A number of problems from graph theory are called Minimum spanning tree. In graph theory, a tree is a way of connecting all the vertices together, so that there is exactly one path from any one vertex, to any other vertex of the tree. If the graph represents a number of cities connected by roads, one could select a number of roads, so that each city can be reached from every other, but that there is no more than one way to travel from one city to another.
A graph can have more than one spanning tree, just like there may be more than one way to select the roads between the cities.
Most of the time, graphs are weighted; each connection between two cities has a weight: It might cost something to travel on a given road, or one connection may be longer than the other, this means it takes more time to travel on that connection. In the language of graph theory, the connections are called edges.

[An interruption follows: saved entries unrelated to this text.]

//! Disk-backed file service using `tokio::fs` and a `notify` watcher.

use crate::files::{FileChangeEvent, FileContent, FileError, FileResult, FileService, FileVersion};
use crate::status::EventFeed;
use async_trait::async_trait;
use notify::{EventKind, RecommendedWatcher, RecursiveMode, Watcher};
use parking_lot::Mutex;
use std::collections::hash_map::DefaultHasher;
use std::hash::{Hash, Hasher};
use std::path::Path;
use std::sync::Arc;
use tokio::sync::mpsc::UnboundedReceiver;

/// File service over the real filesystem.
///
/// Version tokens are derived from modification time and length, which is
/// enough to detect the intervening writes the engine cares about.
pub struct DiskFileService {
    feed: Arc<EventFeed<FileChangeEvent>>,
    watcher: Mutex<Option<RecommendedWatcher>>,
}

impl DiskFileService {
    /// Creates a service with no active watches.
    pub fn new() -> Self {
        Self {
            feed: Arc::new(EventFeed::new()),
            watcher: Mutex::new(None),
        }
    }

    async fn current_version(&self, path: &Path) -> FileResult<Option<FileVersion>> {
        match tokio::fs::metadata(path).await {
            Ok(meta) => Ok(Some(version_token(&meta))),
            Err(e) if e.kind() == std::io::ErrorKind::NotFound => Ok(None),
            Err(e) => Err(FileError::Io(e.to_string())),
        }
    }

    async fn write_unchecked(&self, path: &Path, content: &str) -> FileResult<FileContent> {
        if let Some(parent) = path.parent() {
            tokio::fs::create_dir_all(parent)
                .await
                .map_err(|e| FileError::Io(e.to_string()))?;
        }
        tokio::fs::write(path, content)
            .await
            .map_err(|e| map_io(path, e))?;
        let meta = tokio::fs::metadata(path)
            .await
            .map_err(|e| map_io(path, e))?;
        Ok(FileContent {
            path: path.to_path_buf(),
            content: content.to_string(),
            version: version_token(&meta),
        })
    }
}

impl Default for DiskFileService {
    fn default() -> Self {
        Self::new()
    }
}

fn map_io(path: &Path, e: std::io::Error) -> FileError {
    if e.kind() == std::io::ErrorKind::NotFound {
        FileError::NotFound(path.to_path_buf())
    } else {
        FileError::Io(e.to_string())
    }
}

fn version_token(meta: &std::fs::Metadata) -> FileVersion {
    let mut hasher = DefaultHasher::new();
    if let Ok(modified) = meta.modified() {
        if let Ok(since_epoch) = modified.duration_since(std::time::SystemTime::UNIX_EPOCH) {
            since_epoch.as_nanos().hash(&mut hasher);
        }
    }
    meta.len().hash(&mut hasher);
    FileVersion(hasher.finish())
}

#[async_trait]
impl FileService for DiskFileService {
    async fn read_file(&self, path: &Path) -> FileResult<FileContent> {
        let bytes = tokio::fs::read(path).await.map_err(|e| map_io(path, e))?;
        let content = String::from_utf8(bytes)
            .map_err(|e| FileError::Io(format!("{}: {e}", path.display())))?;
        let meta = tokio::fs::metadata(path)
            .await
            .map_err(|e| map_io(path, e))?;
        Ok(FileContent {
            path: path.to_path_buf(),
            content,
            version: version_token(&meta),
        })
    }

    async fn write_file(
        &self,
        path: &Path,
        content: &str,
        expected: Option<&FileVersion>,
    ) -> FileResult<FileContent> {
        if let Some(expected) = expected {
            match self.current_version(path).await? {
                None => return Err(FileError::NotFound(path.to_path_buf())),
                Some(current) if current != *expected => {
                    return Err(FileError::ModifiedSince(path.to_path_buf()))
                }
                Some(_) => {}
            }
        }
        self.write_unchecked(path, content).await
    }

    async fn create_file(
        &self,
        path: &Path,
        content: &str,
        overwrite: bool,
    ) -> FileResult<FileContent> {
        if !overwrite && self.current_version(path).await?.is_some() {
            return Err(FileError::ModifiedSince(path.to_path_buf()));
        }
        self.write_unchecked(path, content).await
    }

    async fn delete(&self, path: &Path) -> FileResult<()> {
        tokio::fs::remove_file(path)
            .await
            .map_err(|e| map_io(path, e))
    }

    async fn exists(&self, path: &Path) -> bool {
        tokio::fs::metadata(path).await.is_ok()
    }

    fn watch(&self, dir: &Path) -> FileResult<()> {
        let mut guard = self.watcher.lock();
        if guard.is_none() {
            let feed = Arc::clone(&self.feed);
            let watcher = RecommendedWatcher::new(
                move |res: Result<notify::Event, notify::Error>| {
                    if let Ok(event) = res {
                        if matches!(
                            event.kind,
                            EventKind::Create(_) | EventKind::Modify(_) | EventKind::Remove(_)
                        ) {
                            feed.emit(FileChangeEvent {
                                paths: event.paths.clone(),
                            });
                        }
                    }
                },
                notify::Config::default(),
            )
            .map_err(|e| FileError::Io(e.to_string()))?;
            *guard = Some(watcher);
        }
        if let Some(watcher) = guard.as_mut() {
            watcher
                .watch(dir, RecursiveMode::NonRecursive)
                .map_err(|e| FileError::Io(e.to_string()))?;
        }
        Ok(())
    }

    fn subscribe(&self) -> UnboundedReceiver<FileChangeEvent> {
        self.feed.subscribe()
    }
}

A minimum spanning tree is a tree. It is different from other trees in that it minimizes the total of the weights attached to the edges. Depending on what the graph looks like, there may be more than one minimum spanning tree. In a graph where all the edges have the same weight, every tree is a minimum spanning tree. If all the edges have different weights (that is: there are no two edges with the same weight), there is exactly one minimal spanning tree.
Finding the minimum spanning tree
A first try
It can be very simple to make an algorithm that will discover a minimum spanning tree:
function MST(G,W):
T = {}
whileT does not form a spanning tree:
find the minimum weighted edge in E that is safe for TT = T union {(u,v)}
returnT
In this case, "safe" means that including the edge does not form a cycle in the graph. A cycle means starting at a vertex, travelling to a number of other vertices and ending up at the starting point again without using the same edge twice.
The fastest minimum spanning tree algorithm to date was developed by Bernard Chazelle. The algorithm is based on the soft heap, an approximate priority queue.[1][2] Its running time is O(m α(m,n)), where m is the number of edges, n is the number of vertices and α is the classical functional inverse of the Ackermann function. The function α grows extremely slowly, so that for all practical purposes it may be considered a constant no greater than 4; thus Chazelle's algorithm takes very close to linear time.
What is the fastest possible algorithm for this problem? That is one of the oldest open questions in computer science. There is clearly a linear lower bound, since we must at least examine all the weights. If the edge weights are integers with a bounded bit length, then deterministic algorithms are known with linear running time.[3] For general weights, there are randomized algorithms whose expected running time is linear.[4][5]
The problem can also be approached in a distributed manner. If each node is considered a computer and no node knows anything except its own connected links, one can still calculate the distributed minimum spanning tree.